Ashdown House and Weathercock Hill
- Richard Saunders
- Jul 28, 2020
- 4 min read


One of the (admittedly few) advantages of spending three months in Covid-19 lockdown, for me at least, has been the gift of so much extra time. There could be only one way to use this extended holiday: to explore the area. Over the last four months Mark and I have seen far more of our corner of the country than I had during my first 20 months living in Swindon, when life was 'normal' and most of us had no idea what was coming.

After those first two tough months of lockdown, when everyone (apart from Dominic Cummings) was confined to their immediate surroundings, being allowed - finally! - to drive a little further afield in the car was almost like being let out of prison. We've been out exploring new paths in the Swindon hinterland four or five times a week since lockdown was relaxed in late May, and discovered enough beautiful places to keep me blogging for a couple of months. After all that, I still don't feel we've even nearly seen all that's worth seeing within a 20-minute drive of home. Swindon, for all it's dodgy reputation, is a pretty amazing place to live.

The beautiful wooded estate of National Trust-owned Ashdown House lies in the countryside north of Lambourn, just across the border in Oxfordshire. It's clearly one of the better-known places we've 'discovered' since lockdown. Just the other day, with Mark's extremely energetic young pup, Bruno, brimming with pent-up energy to walk off (and a break of only an hour or two in the rainy weather), we decided to explore the woods surrounding this handsome 17th century house.
The place was built in the 1660s by William Craven, a local nobleman, as a refuge for himself and his mistress from the Great Plague, which was decimating London's population at the time. As luck would have it the poor lady died before she could move into her safe haven, but Craven's descendants lived on in the house until the 1920s, when it was donated to the NT, and eventually opened to the public. Covid-19 has put paid to any hopes of going inside for the foreseeable future, but hopefully (once we beat this present-day plague) it will open once again.
Meanwhile, the wooded estate (closed during the height of the Covid-19 pandemic) that surrounds the house is open once again, and it's become an extremely popular place for families and dog owners from the surrounding villages and towns to walk their pooches.

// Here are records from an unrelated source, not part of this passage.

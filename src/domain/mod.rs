//! Domain layer: the effect model, ledger records and the ports the
//! application layer depends on.

pub mod chain;
pub mod effect;
pub mod handlers;
pub mod payment;
pub mod ports;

This old hunting forest is the perfect place for a walk, with or without the family dog. The woods are criss-crossed with grass-covered paths that are relatively mud-free even in wet weather. The wide, grassy, mile-long avenue bisecting the length of the forest makes it impossible to get lost. Unfortunately during our mid-July visit, excitable pup Bruno found all the doggy company so stimulating he went a little wild. Chasing madly after a black lab at one point, the two dogs were so intent on their game they ploughed straight into me at full speed, knocking me over onto the grass. Concerned Bruno's high spirits and endless energy would pose a similar threat to the small children walking with their families in the woods, we took off round some of the narrower paths through the woods, and happily there were no further spills.

Bruno is as insatiable an explorer as we are, and we'd actually already explored this area on a longer walk in similarly brooding weather just a month ago, tramping over the surrounding hillsides in a fine 2-hour loop hike. Away from the families and dogs, curious Bruno could run and bound unhindered over the grassy hillsides, and we enjoyed the wide-open expanses of the hills while meeting hardly another soul.

Crossing the Ashbury-Lambourn road in front of the car park, we climbed the very steep grassy slopes of Weathercock Hill directly opposite. From the weathercock at the summit (yep, there really is one up there), we veered north, over a stile, and onto a public footpath cutting diagonally across a huge, undulating field of long-whiskered, nearly-mature barley. At the crossroads of paths near the centre of this vast expanse of green, we took a left, climbing back up the gentle slope to enter a long thin band of trees back on the ridgetop above Ashdown House.

The footpath crosses this slender strip in less than a minute, but it was an enchanting place, and we stopped and paused for awhile. The tall and slender trees, planted in neat, regular rows, are reminiscent of the pillars in the nave of a vast, natural cathedral. I'm no fan of plantations, but this one is sublime.

Out the far side of this unexpected highlight of our walk, we followed the footpath gently downhill across another huge field of tall, green wheat stems, recrossed the Ashbury to Lambourn road and took another path directly opposite.
Skirting the northernmost edge of the woods that surround Ashdown House, the path passes the northern end of the impressive forest-lined avenue, with a vista down it all the way to the north facade of the elegant house, over a mile away. The path soon turns south, still skirting the edge of the forest, all the way to Alfred's Castle.

There are no impregnable, crenellated walls, no moats, and no towers at Alfred's Castle, which is instead an Iron Age hill fort (hill forts around here are nearly always called 'castles' for some reason), excavated around the 6th century B.C. This place is worth a quick look, but rather small beer in an area full of large and very impressive Iron Age earthworks like Barbury and Liddington Castles and the astonishing Wansdyke, so we just gave it a brief perusal before climbing the stile nearby, reentering wooded Ashdown estate, and walking the last few hundred meters back to the car.